The light on the sand dune

The classic Aussie beach holiday could serve as a model for a more egalitarian, tolerant and joyful society, writes Nigel Bowen.

Granted, it’s easy to start entertaining fanciful notions after spending too much time in the midday sun, but I’ve begun wondering if serious consideration should be given to the question millions of Australians have latterly pondered while in repose on a beach towel: why can’t life be like this all the time?

Really, why not? The classic Aussie beach holiday has much to recommend it. In an increasingly stratified society, it’s one of the few extant opportunities for Australians from across the socioeconomic spectrum to rub shoulders with each other.

In an ever more consumerist, status-conscious world, it’s a refreshingly egalitarian interlude in which almost everyone dresses in T-shirts and thongs, patronises the same fish and chip shop, and joins in the same game of beach cricket.

In an era of widening generational cleavages, it marks a brief armistice in which self-satisfied boomers, grumpy Gen Xers and narcissistic Gen Ys can bodysurf the same waves without getting into fights over the state of the property market and which age cohort has done it hardest.

And if this writer’s recent trip to NSW’s south coast is anything to go by, it’s also an impressive expression of vibrant multiculturalism, with second-generation Greek- and Italian-Australians, first-generation Vietnamese ones and burkini-rocking Muslims splashing about together in good-humoured harmony.

While the yearly mass pilgrimage to the seaside is now regarded as an entirely bipartisan event, it’s an outgrowth of gains hard won by the labour movement. The Australian beach holiday, as a mass phenomenon anyway, emerged in the middle of last century when the working class got the right to annual leave as well as a wage sufficient to finance a seaside sojourn.

While it’s shown remarkable resilience, this product of a more protected and provincial Australia has not remained unaffected by the last three decades of neo-liberalism and globalisation. The downside of these forces is that growing numbers of casualised workers lack the disposable income for such a break, while white-collar professionals either lack the time or, if they do manage to make it, the capacity to wean themselves off their work mobile during what should be restorative downtime.

The upside is that even those on modest incomes can now experience a luxurious getaway in destinations such as Bali, Fiji or Thailand.
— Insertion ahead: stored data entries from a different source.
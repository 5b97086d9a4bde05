use std::collections::HashSet;
use std::io::Write;
use std::path::{Path, PathBuf};

use chaptersplit_core::{Degradation, Document, SectionNode, SegmentStats};
use owo_colors::OwoColorize;

/// Name of the whole-chapter text file inside each chapter directory.
const CHAPTER_FILE: &str = "chapter";

/// Whether to use colored output.
#[derive(Debug, Clone, Copy)]
pub struct ColorMode(pub bool);

impl ColorMode {
    pub fn enabled(&self) -> bool {
        self.0
    }
}

/// Files produced by [`write_sections`].
#[derive(Debug, Default)]
pub struct WriteSummary {
    pub text_files: usize,
    pub pdf_files: usize,
    pub export_failures: usize,
}

/// Directory for chapter `index` (1-based): `{root}/{base_name}/chapter_{index}`.
pub fn chapter_dir(root: &Path, base_name: &str, index: usize) -> PathBuf {
    root.join(base_name).join(format!("chapter_{index}"))
}

/// Write every chapter and subchapter under `root`.
///
/// Each chapter directory gets `chapter.txt` with the whole chapter and one
/// `.txt` per subchapter named after its label. A label already used in the
/// same directory, ignoring case, falls back to `subchapter_{n}`. With `export` set, the
/// chapter's page range is also saved as `{label}.pdf`; export failures are
/// logged and counted, not fatal.
pub fn write_sections(
    root: &Path,
    base_name: &str,
    chapters: &[SectionNode],
    export: Option<&dyn Document>,
) -> std::io::Result<WriteSummary> {
    let mut summary = WriteSummary::default();

    for (i, chapter) in chapters.iter().enumerate() {
        let dir = chapter_dir(root, base_name, i + 1);
        std::fs::create_dir_all(&dir)?;

        std::fs::write(
            dir.join(format!("{CHAPTER_FILE}.txt")),
            chapter.text.trim(),
        )?;
        summary.text_files += 1;

        let mut used: HashSet<String> = HashSet::from([CHAPTER_FILE.to_string()]);
        for (j, sub) in chapter.children.iter().enumerate() {
            // Case-insensitive filesystems treat "Intro" and "INTRO" as one file.
            let name = if used.contains(&sub.label.to_lowercase()) {
                format!("subchapter_{}", j + 1)
            } else {
                sub.label.clone()
            };
            used.insert(name.to_lowercase());
            std::fs::write(dir.join(format!("{name}.txt")), sub.text.trim())?;
            summary.text_files += 1;
        }

        if let (Some(doc), Some((from, to))) = (export, chapter.pages) {
            let dest = dir.join(format!("{}.pdf", chapter.label));
            match doc.export_range(from, to, &dest) {
                Ok(()) => summary.pdf_files += 1,
                Err(e) => {
                    tracing::warn!(chapter = i + 1, error = %e, "chapter PDF export failed");
                    summary.export_failures += 1;
                }
            }
        }

        tracing::debug!(chapter = i + 1, dir = %dir.display(), "chapter written");
    }

    Ok(summary)
}

/// Print the section tree (used by `--dry-run`).
pub fn print_tree(
    w: &mut dyn Write,
    chapters: &[SectionNode],
    color: ColorMode,
) -> std::io::Result<()> {
    for (i, chapter) in chapters.iter().enumerate() {
        let pages = match chapter.pages {
            Some((from, to)) if from == to => format!("p. {}", from + 1),
            Some((from, to)) => format!("pp. {}-{}", from + 1, to + 1),
            None => "no pages".to_string(),
        };
        let heading = format!("chapter_{} {}", i + 1, chapter.label);
        if color.enabled() {
            writeln!(w, "{} {}", heading.bold(), format!("({pages})").dimmed())?;
        } else {
            writeln!(w, "{heading} ({pages})")?;
        }
        for sub in &chapter.children {
            writeln!(w, "    {} [{} chars]", sub.label, sub.text.trim().len())?;
        }
    }
    Ok(())
}

/// Print the end-of-run summary.
pub fn print_summary(
    w: &mut dyn Write,
    stats: &SegmentStats,
    written: Option<&WriteSummary>,
    color: ColorMode,
) -> std::io::Result<()> {
    writeln!(w)?;
    writeln!(
        w,
        "{} chapters, {} subchapters from {} pages",
        stats.chapters, stats.subchapters, stats.pages_linearized
    )?;
    if stats.ocr_pages > 0 || stats.empty_pages > 0 {
        let line = format!(
            "({} pages recovered by OCR, {} pages without text)",
            stats.ocr_pages, stats.empty_pages
        );
        if color.enabled() {
            writeln!(w, "{}", line.dimmed())?;
        } else {
            writeln!(w, "{line}")?;
        }
    }
    if stats.short_chapters_dropped > 0 {
        writeln!(
            w,
            "Dropped {} chapters below the minimum page count",
            stats.short_chapters_dropped
        )?;
    }

    for degradation in &stats.degradations {
        let Degradation::Subchapter { chapter, reason } = degradation else {
            continue;
        };
        let line = format!("Chapter {chapter} kept whole: {reason}");
        if color.enabled() {
            writeln!(w, "{}", line.yellow())?;
        } else {
            writeln!(w, "{line}")?;
        }
    }

    if let Some(written) = written {
        let line = format!(
            "Wrote {} text files and {} PDFs",
            written.text_files, written.pdf_files
        );
        if color.enabled() {
            writeln!(w, "{}", line.green())?;
        } else {
            writeln!(w, "{line}")?;
        }
        if written.export_failures > 0 {
            writeln!(w, "{} chapter PDF exports failed", written.export_failures)?;
        }
    }
    Ok(())
}

#[cfg(test)]
mod tests {
    use super::*;
    use std::cell::RefCell;

    use chaptersplit_core::{BackendError, ClipRect, PageRef};

    fn chapter(label: &str, text: &str, pages: (usize, usize), subs: &[(&str, &str)]) -> SectionNode {
        SectionNode {
            label: label.into(),
            text: text.into(),
            pages: Some(pages),
            children: subs
                .iter()
                .map(|(l, t)| SectionNode::leaf(*l, *t))
                .collect(),
        }
    }

    /// Document stub that only records export requests.
    #[derive(Default)]
    struct Exported {
        ranges: RefCell<Vec<(usize, usize, PathBuf)>>,
        fail: bool,
    }

    impl Document for Exported {
        fn page_count(&self) -> usize {
            10
        }

        fn page(&self, index: usize) -> Result<PageRef, BackendError> {
            Ok(PageRef {
                index,
                width: 1.0,
                height: 1.0,
            })
        }

        fn extract_text(
            &self,
            _page: &PageRef,
            _clip: Option<ClipRect>,
        ) -> Result<String, BackendError> {
            Ok(String::new())
        }

        fn rasterize(&self, _page: &PageRef) -> Result<image::DynamicImage, BackendError> {
            Err(BackendError::RasterError("not supported".into()))
        }

        fn export_range(&self, from: usize, to: usize, dest: &Path) -> Result<(), BackendError> {
            if self.fail {
                return Err(BackendError::ExportError("disk full".into()));
            }
            self.ranges.borrow_mut().push((from, to, dest.to_path_buf()));
            Ok(())
        }
    }

    #[test]
    fn test_layout_and_trimmed_contents() {
        let dir = tempfile::tempdir().unwrap();
        let chapters = vec![
            chapter(
                "Domain_1_Intro",
                "Domain 1: Intro\nhello\n",
                (0, 0),
                &[("Domain 1 Intro", "Domain 1: Intro\nhello\n")],
            ),
            chapter(
                "Domain_2_Setup",
                "Domain 2: Setup\nworld",
                (1, 2),
                &[("Setup", "  Domain 2: Setup\n"), ("Details", "world\n\n")],
            ),
        ];

        let summary = write_sections(dir.path(), "guide", &chapters, None).unwrap();
        assert_eq!(summary.text_files, 5);
        assert_eq!(summary.pdf_files, 0);

        let first = chapter_dir(dir.path(), "guide", 1);
        assert_eq!(
            std::fs::read_to_string(first.join("chapter.txt")).unwrap(),
            "Domain 1: Intro\nhello"
        );
        assert_eq!(
            std::fs::read_to_string(first.join("Domain 1 Intro.txt")).unwrap(),
            "Domain 1: Intro\nhello"
        );

        let second = chapter_dir(dir.path(), "guide", 2);
        assert_eq!(
            std::fs::read_to_string(second.join("Setup.txt")).unwrap(),
            "Domain 2: Setup"
        );
        assert_eq!(
            std::fs::read_to_string(second.join("Details.txt")).unwrap(),
            "world"
        );
    }

    #[test]
    fn test_duplicate_labels_fall_back_to_position() {
        let dir = tempfile::tempdir().unwrap();
        let chapters = vec![chapter(
            "Part_1",
            "x",
            (0, 0),
            &[("Overview", "a"), ("Overview", "b"), ("chapter", "c")],
        )];
        write_sections(dir.path(), "book", &chapters, None).unwrap();

        let d = chapter_dir(dir.path(), "book", 1);
        assert_eq!(std::fs::read_to_string(d.join("Overview.txt")).unwrap(), "a");
        assert_eq!(std::fs::read_to_string(d.join("subchapter_2.txt")).unwrap(), "b");
        assert_eq!(std::fs::read_to_string(d.join("subchapter_3.txt")).unwrap(), "c");
        assert_eq!(std::fs::read_to_string(d.join("chapter.txt")).unwrap(), "x");
    }

    #[test]
    fn test_pdf_export_uses_chapter_pages() {
        let dir = tempfile::tempdir().unwrap();
        let chapters = vec![
            chapter("Domain_1", "a", (3, 5), &[("s", "a")]),
            chapter("Domain_2", "b", (6, 9), &[("s", "b")]),
        ];
        let doc = Exported::default();
        let summary = write_sections(dir.path(), "g", &chapters, Some(&doc as &dyn Document)).unwrap();
        assert_eq!(summary.pdf_files, 2);

        let ranges = doc.ranges.borrow();
        assert_eq!(ranges[0].0, 3);
        assert_eq!(ranges[0].1, 5);
        assert!(ranges[1].2.ends_with("chapter_2/Domain_2.pdf"));
    }

    #[test]
    fn test_pdf_export_failure_not_fatal() {
        let dir = tempfile::tempdir().unwrap();
        let chapters = vec![chapter("Domain_1", "a", (0, 1), &[("s", "a")])];
        let doc = Exported {
            fail: true,
            ..Default::default()
        };
        let summary = write_sections(dir.path(), "g", &chapters, Some(&doc as &dyn Document)).unwrap();
        assert_eq!(summary.export_failures, 1);
        assert_eq!(summary.text_files, 2);
    }

    #[test]
    fn test_print_tree_plain() {
        let chapters = vec![chapter("Domain_1", "abc", (0, 2), &[("Intro", " abc ")])];
        let mut out = Vec::new();
        print_tree(&mut out, &chapters, ColorMode(false)).unwrap();
        let out = String::from_utf8(out).unwrap();
        assert_eq!(out, "chapter_1 Domain_1 (pp. 1-3)\n    Intro [3 chars]\n");
    }

    #[test]
    fn test_duplicate_labels_ignore_case() {
        let dir = tempfile::tempdir().unwrap();
        let chapters = vec![chapter(
            "Part_1",
            "x",
            (0, 0),
            &[("Intro", "a"), ("INTRO", "b"), ("Chapter", "c")],
        )];
        write_sections(dir.path(), "book", &chapters, None).unwrap();

        let d = chapter_dir(dir.path(), "book", 1);
        assert_eq!(std::fs::read_to_string(d.join("Intro.txt")).unwrap(), "a");
        assert_eq!(std::fs::read_to_string(d.join("subchapter_2.txt")).unwrap(), "b");
        assert_eq!(std::fs::read_to_string(d.join("subchapter_3.txt")).unwrap(), "c");
        assert_eq!(std::fs::read_to_string(d.join("chapter.txt")).unwrap(), "x");
    }

    #[test]
    fn test_summary_names_degradation_reason() {
        let stats = SegmentStats {
            chapters: 2,
            subchapters: 3,
            pages_linearized: 4,
            degradations: vec![
                Degradation::Subchapter {
                    chapter: 1,
                    reason: "no subchapter headings found".into(),
                },
                Degradation::Subchapter {
                    chapter: 2,
                    reason: "subchapter rule panicked: boom".into(),
                },
            ],
            ..Default::default()
        };
        let mut out = Vec::new();
        print_summary(&mut out, &stats, None, ColorMode(false)).unwrap();
        let out = String::from_utf8(out).unwrap();
        assert!(out.contains("Chapter 1 kept whole: no subchapter headings found\n"));
        assert!(out.contains("Chapter 2 kept whole: subchapter rule panicked: boom\n"));
        assert!(!out.contains("no subchapters found"));
    }
}
use std::ops::Range;

pub mod backend;
pub mod config_file;

pub use backend::{BackendError, Document, DocumentBackend, RecognitionError, Recognizer};

/// A page within an open document.
///
/// Produced by a [`Document`]; the engine only reads it.
#[derive(Debug, Clone, Copy, PartialEq)]
pub struct PageRef {
    /// 0-based ordinal within the document.
    pub index: usize,
    pub width: f32,
    pub height: f32,
}

impl PageRef {
    /// Region of the page left after excluding a band of `margin` units at
    /// the bottom. Returns `None` when no margin applies.
    pub fn footer_clip(&self, margin: f32) -> Option<ClipRect> {
        if margin <= 0.0 {
            return None;
        }
        Some(ClipRect {
            x0: 0.0,
            y0: 0.0,
            x1: self.width,
            y1: (self.height - margin).max(0.0),
        })
    }
}

/// Axis-aligned rectangle in page coordinates (origin top-left).
#[derive(Debug, Clone, Copy, PartialEq)]
pub struct ClipRect {
    pub x0: f32,
    pub y0: f32,
    pub x1: f32,
    pub y1: f32,
}

/// A detected section start inside a text stream.
#[derive(Debug, Clone, PartialEq, Eq)]
pub struct Boundary {
    /// Byte offset of the heading within the stream.
    pub offset: usize,
    /// Heading text used for titling, if the rule captured any.
    pub heading: Option<String>,
}

impl Boundary {
    pub fn new(offset: usize, heading: impl Into<String>) -> Self {
        Self {
            offset,
            heading: Some(heading.into()),
        }
    }

    pub fn at(offset: usize) -> Self {
        Self {
            offset,
            heading: None,
        }
    }
}

/// Half-open byte interval `[start, end)` of a text stream.
#[derive(Debug, Clone, PartialEq, Eq)]
pub struct Span {
    pub start: usize,
    pub end: usize,
    /// 1-based position among the spans of one level.
    pub seq: usize,
    /// Heading of the boundary that opened this span. `None` for a
    /// leading preamble or a level without boundaries.
    pub heading: Option<String>,
}

impl Span {
    pub fn range(&self) -> Range<usize> {
        self.start..self.end
    }

    pub fn len(&self) -> usize {
        self.end - self.start
    }

    pub fn is_empty(&self) -> bool {
        self.start == self.end
    }
}

/// Output unit of segmentation: a labelled section and its children.
#[derive(Debug, Clone, PartialEq, Eq)]
pub struct SectionNode {
    pub label: String,
    pub text: String,
    /// Inclusive page range the section's text was drawn from.
    pub pages: Option<(usize, usize)>,
    pub children: Vec<SectionNode>,
}

impl SectionNode {
    pub fn leaf(label: impl Into<String>, text: impl Into<String>) -> Self {
        Self {
            label: label.into(),
            text: text.into(),
            pages: None,
            children: Vec::new(),
        }
    }
}

/// A recoverable problem met during segmentation. Never aborts a run.
#[derive(Debug, Clone, PartialEq, Eq)]
pub enum Degradation {
    /// A page fell back to recognition, or produced no text at all.
    PageExtraction { page: usize, reason: String },
    /// A chapter's subchapters could not be derived; it was emitted as a
    /// single subchapter.
    Subchapter { chapter: usize, reason: String },
}

/// Counters collected over one segmentation run.
#[derive(Debug, Clone, Default)]
pub struct SegmentStats {
    pub pages_linearized: usize,
    pub ocr_pages: usize,
    pub empty_pages: usize,
    pub chapters: usize,
    pub subchapters: usize,
    pub short_chapters_dropped: usize,
    pub degradations: Vec<Degradation>,
}

/// Progress events emitted while segmenting a document.
#[derive(Debug, Clone)]
pub enum ProgressEvent {
    PageExtracted {
        index: usize,
        total: usize,
        ocr: bool,
    },
    ChaptersFound {
        count: usize,
    },
    ChapterSegmented {
        index: usize,
        total: usize,
        subchapters: usize,
    },
}
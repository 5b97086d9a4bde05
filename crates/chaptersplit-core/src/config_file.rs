use std::collections::BTreeMap;
use std::path::{Path, PathBuf};

use serde::{Deserialize, Serialize};

/// On-disk TOML configuration structure.
/// All fields are optional so partial configs work (merge with defaults).
///
/// ```toml
/// [profiles.ccsk]
/// skip_pages = 4
/// footer_margin = 36.0
/// chapter_pattern = { pattern = '^\s*Domain\s+\d+:.*', case_insensitive = true }
/// subchapter_pattern = { pattern = '^\d+\.\d+\s+\S.*' }
/// ```
#[derive(Debug, Clone, Default, Serialize, Deserialize)]
pub struct ConfigFile {
    pub profiles: Option<BTreeMap<String, ProfileConfig>>,
    pub ocr: Option<OcrConfig>,
    pub output: Option<OutputConfig>,
}

/// One document family as written in a config file.
#[derive(Debug, Clone, Default, Serialize, Deserialize)]
pub struct ProfileConfig {
    pub skip_pages: Option<usize>,
    pub chapter_pattern: Option<PatternConfig>,
    pub subchapter_pattern: Option<PatternConfig>,
    pub footer_margin: Option<f32>,
    pub min_chapter_pages: Option<usize>,
}

#[derive(Debug, Clone, Default, Serialize, Deserialize)]
pub struct PatternConfig {
    pub pattern: String,
    #[serde(default)]
    pub case_insensitive: bool,
}

#[derive(Debug, Clone, Default, Serialize, Deserialize)]
pub struct OcrConfig {
    pub enabled: Option<bool>,
    pub timeout_secs: Option<u64>,
    pub language: Option<String>,
    /// Rasterization resolution for pages sent to recognition.
    pub render_dpi: Option<f32>,
}

#[derive(Debug, Clone, Default, Serialize, Deserialize)]
pub struct OutputConfig {
    pub dir: Option<String>,
    pub export_pdf: Option<bool>,
    /// `"filename"` or `"condensed"`.
    pub title_mode: Option<String>,
}

/// Platform config directory path: `<config_dir>/chaptersplit/config.toml`.
pub fn config_path() -> Option<PathBuf> {
    dirs::config_dir().map(|d| d.join("chaptersplit").join("config.toml"))
}

/// Load config by cascading CWD `.chaptersplit.toml` over platform config.
/// CWD values override platform values.
pub fn load_config() -> ConfigFile {
    let platform = config_path().and_then(|p| load_from_path(&p));
    let cwd = load_from_path(Path::new(".chaptersplit.toml"));

    match (platform, cwd) {
        (None, None) => ConfigFile::default(),
        (Some(p), None) => p,
        (None, Some(c)) => c,
        (Some(p), Some(c)) => merge(p, c),
    }
}

/// Load a config from a specific path. Returns `None` if the file doesn't
/// exist or can't be parsed.
pub fn load_from_path(path: &Path) -> Option<ConfigFile> {
    let content = std::fs::read_to_string(path).ok()?;
    match toml::from_str(&content) {
        Ok(config) => Some(config),
        Err(e) => {
            tracing::warn!(path = %path.display(), error = %e, "ignoring unparseable config file");
            None
        }
    }
}

/// Merge two configs: `overlay` values take precedence over `base`.
///
/// Profiles merge by key; a profile present in both is taken whole from
/// `overlay`.
pub fn merge(base: ConfigFile, overlay: ConfigFile) -> ConfigFile {
    let profiles = match (base.profiles, overlay.profiles) {
        (None, None) => None,
        (Some(b), None) => Some(b),
        (None, Some(o)) => Some(o),
        (Some(mut b), Some(o)) => {
            b.extend(o);
            Some(b)
        }
    };

    ConfigFile {
        profiles,
        ocr: Some(OcrConfig {
            enabled: overlay
                .ocr
                .as_ref()
                .and_then(|o| o.enabled)
                .or_else(|| base.ocr.as_ref().and_then(|o| o.enabled)),
            timeout_secs: overlay
                .ocr
                .as_ref()
                .and_then(|o| o.timeout_secs)
                .or_else(|| base.ocr.as_ref().and_then(|o| o.timeout_secs)),
            language: overlay
                .ocr
                .as_ref()
                .and_then(|o| o.language.clone())
                .or_else(|| base.ocr.as_ref().and_then(|o| o.language.clone())),
            render_dpi: overlay
                .ocr
                .as_ref()
                .and_then(|o| o.render_dpi)
                .or_else(|| base.ocr.as_ref().and_then(|o| o.render_dpi)),
        }),
        output: Some(OutputConfig {
            dir: overlay
                .output
                .as_ref()
                .and_then(|o| o.dir.clone())
                .or_else(|| base.output.as_ref().and_then(|o| o.dir.clone())),
            export_pdf: overlay
                .output
                .as_ref()
                .and_then(|o| o.export_pdf)
                .or_else(|| base.output.as_ref().and_then(|o| o.export_pdf)),
            title_mode: overlay
                .output
                .as_ref()
                .and_then(|o| o.title_mode.clone())
                .or_else(|| base.output.as_ref().and_then(|o| o.title_mode.clone())),
        }),
    }
}
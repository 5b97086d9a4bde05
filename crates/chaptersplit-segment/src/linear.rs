use std::ops::Range;

use chaptersplit_core::{Document, ProgressEvent, SegmentStats, Span};

use crate::extract::{PageTextExtractor, TextSource};

/// Delimiter placed between consecutive pages. Heading patterns anchor on
/// line starts, so a page must never run into the next page's first line.
pub const PAGE_DELIMITER: char = '\n';

/// Page-concatenated text of a document range.
///
/// Keeps the byte offset at which each page's text begins so any offset
/// can be mapped back to the page it came from.
#[derive(Debug, Clone, Default, PartialEq, Eq)]
pub struct LinearText {
    text: String,
    first_page: usize,
    page_starts: Vec<usize>,
}

impl LinearText {
    /// Join page texts, the first of which is page `first_page`.
    pub fn from_pages<I, S>(first_page: usize, pages: I) -> Self
    where
        I: IntoIterator<Item = S>,
        S: AsRef<str>,
    {
        let mut text = String::new();
        let mut page_starts = Vec::new();
        for (i, page) in pages.into_iter().enumerate() {
            if i > 0 {
                text.push(PAGE_DELIMITER);
            }
            page_starts.push(text.len());
            text.push_str(page.as_ref());
        }
        Self {
            text,
            first_page,
            page_starts,
        }
    }

    pub fn as_str(&self) -> &str {
        &self.text
    }

    pub fn len(&self) -> usize {
        self.text.len()
    }

    pub fn is_empty(&self) -> bool {
        self.text.is_empty()
    }

    /// Number of pages that contributed to the stream.
    pub fn page_count(&self) -> usize {
        self.page_starts.len()
    }

    pub fn first_page(&self) -> usize {
        self.first_page
    }

    /// Inclusive page range covered, or `None` for a stream built from no
    /// pages.
    pub fn pages(&self) -> Option<(usize, usize)> {
        let count = self.page_count();
        (count > 0).then(|| (self.first_page, self.first_page + count - 1))
    }

    /// Page index (document ordinal) containing byte `offset`.
    pub fn page_at(&self, offset: usize) -> Option<usize> {
        if self.page_starts.is_empty() || offset > self.text.len() {
            return None;
        }
        let idx = self
            .page_starts
            .partition_point(|&start| start <= offset)
            .saturating_sub(1);
        Some(self.first_page + idx)
    }

    /// Inclusive page range a byte range draws its text from.
    pub fn page_range(&self, range: Range<usize>) -> Option<(usize, usize)> {
        let first = self.page_at(range.start)?;
        let last = if range.end > range.start {
            self.page_at(range.end - 1)?
        } else {
            first
        };
        Some((first, last))
    }

    pub fn span_text(&self, span: &Span) -> &str {
        &self.text[span.range()]
    }

    /// A new stream holding only `span`'s text, with offsets rebased to 0
    /// and the page map restricted to the pages the span touches.
    pub fn slice(&self, span: &Span) -> LinearText {
        let text = self.text[span.range()].to_string();
        let Some((first, last)) = self.page_range(span.range()) else {
            return LinearText {
                text,
                first_page: self.first_page,
                page_starts: Vec::new(),
            };
        };

        let page_starts = (first..=last)
            .map(|page| {
                let start = self.page_starts[page - self.first_page];
                start.max(span.start) - span.start
            })
            .collect();

        LinearText {
            text,
            first_page: first,
            page_starts,
        }
    }
}

/// Extract and join the text of pages `from..=to`, never including pages
/// before `skip_pages`.
///
/// Page-level failures are absorbed by the extractor and recorded in
/// `stats`; a page that yields nothing still occupies its slot so offsets
/// keep mapping to the right pages.
pub fn linearize(
    doc: &dyn Document,
    extractor: &PageTextExtractor,
    skip_pages: usize,
    from: usize,
    to: usize,
    stats: &mut SegmentStats,
    progress: &dyn Fn(ProgressEvent),
) -> LinearText {
    let page_count = doc.page_count();
    let start = from.max(skip_pages);
    let end = to.min(page_count.saturating_sub(1));

    if page_count == 0 || start > end {
        tracing::warn!(start, end, page_count, "empty page range, nothing to linearize");
        return LinearText::from_pages(start, std::iter::empty::<&str>());
    }

    let total = end - start + 1;
    let mut pages = Vec::with_capacity(total);

    for index in start..=end {
        let page_text = extractor.extract_page(doc, index);
        match page_text.source {
            TextSource::Native => {}
            TextSource::Recognized => stats.ocr_pages += 1,
            TextSource::Empty => stats.empty_pages += 1,
        }
        let ocr = page_text.source == TextSource::Recognized;
        if let Some(d) = page_text.degradation {
            stats.degradations.push(d);
        }
        pages.push(page_text.text);
        progress(ProgressEvent::PageExtracted { index, total, ocr });
    }

    stats.pages_linearized += total;
    tracing::debug!(first = start, last = end, "linearized page range");
    LinearText::from_pages(start, pages)
}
Unquestionably, living it up at a foreign beach resort also has much to recommend it, especially for the person who’d otherwise end up doing the cooking and cleaning in a domestic holiday rental. Unfortunately, as anyone who’s even spent an evening in Kuta or Pattaya can attest, being endlessly indulged by the impecunious citizens of a developing country doesn’t typically bring out the better angels in the natures of Australian tourists. Holidaying locally has, by and large, a civilising effect on Australians. Holidaying overseas, all too often, has precisely the opposite result.

Staring down the barrel of the Howard era 2.0, maybe it’s time for the ALP to start painting a beguiling picture of the kind of relaxed and comfortable Australia they’d like to create, given the opportunity. A promised land based not on rose-tinted memories of the monocultural longueur of the 1950s but exactly the kind of cosmopolitan but cohesive place 21st century Australia already transforms into at the height of every summer.

The kind of place, for example, where room can always be found for an unexpected and even uninvited visitor. The kind of place where the man who walks to the bottle shop from his million-dollar, Glen Murcutt-designed beachfront palace doesn’t expect or receive better service than the one who arrives fresh from his tent at the local caravan park. The kind of place where there is time for both old and new friends and where everyone is agreed there’s more to life than participating in the work-consume-die rat race.

For all the romanticisation of the bush, it’s the beach that looms largest in the popular consciousness of contemporary Australians. That’s due to both their unmediated experiences and a king tide’s worth of popular culture ranging from Tim Winton’s novels, to Max Dupain’s photos, to plays such as Michael Gow’s Away, to television programs such as Seachange and to films such as PJ Hogan’s Muriel’s Wedding. The left faces an uphill battle convincing voters that Australia should more closely resemble a Nordic social democracy but it might just tap into a politically potent national yearning if it starts suggesting to a harried, anxious electorate that rather than being an escape from the real world, the end of year beach holiday can be a model for it.